• Work instructions
Output exactly the span of lines beginning with the one that holds "use crate::ports::config_port::ConfigPort;" and ending with the last line of the data below.

□ □ □ □ □

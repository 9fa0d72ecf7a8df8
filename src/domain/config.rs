//! Typed configuration for feature compilation, scoring, sizing, scans and
//! backtests.
//!
//! Each struct carries the documented defaults through `Default` and is
//! checked once by `validate`. `from_port` builds a validated value from an
//! INI-backed [`ConfigPort`], falling back to defaults for missing keys. A
//! key that is present but does not parse is an error, never a default.

use crate::domain::error::ScanError;
use crate::domain::timeframe::Timeframe;
use crate::ports::config_port::ConfigPort;
use chrono::NaiveDate;
use serde::Serialize;

pub const MAX_CONCURRENT_POSITIONS: usize = 5;
/// Longest indicator window accepted, in bars.
pub const MAX_INDICATOR_PERIOD: usize = 5_000;

#[derive(Debug, Clone, PartialEq, Serialize)]
pub struct FeatureConfig {
    pub rsi_period: usize,
    pub ema_long_span: usize,
    pub bb_period: usize,
    pub breakout_period: usize,
}

impl Default for FeatureConfig {
    fn default() -> Self {
        FeatureConfig {
            rsi_period: 14,
            ema_long_span: 200,
            bb_period: 20,
            breakout_period: 20,
        }
    }
}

□ □ □ □ □

• Response area
use crate::ports::config_port::ConfigPort;
use chrono::NaiveDate;
use serde::Serialize;

pub const MAX_CONCURRENT_POSITIONS: usize = 5;
/// Longest indicator window accepted, in bars.
pub const MAX_INDICATOR_PERIOD: usize = 5_000;

#[derive(Debug, Clone, PartialEq, Serialize)]
pub struct FeatureConfig {
    pub rsi_period: usize,
    pub ema_long_span: usize,
    pub bb_period: usize,
    pub breakout_period: usize,
}

impl Default for FeatureConfig {
    fn default() -> Self {
        FeatureConfig {
            rsi_period: 14,
            ema_long_span: 200,
            bb_period: 20,
            breakout_period: 20,
        }
    }
}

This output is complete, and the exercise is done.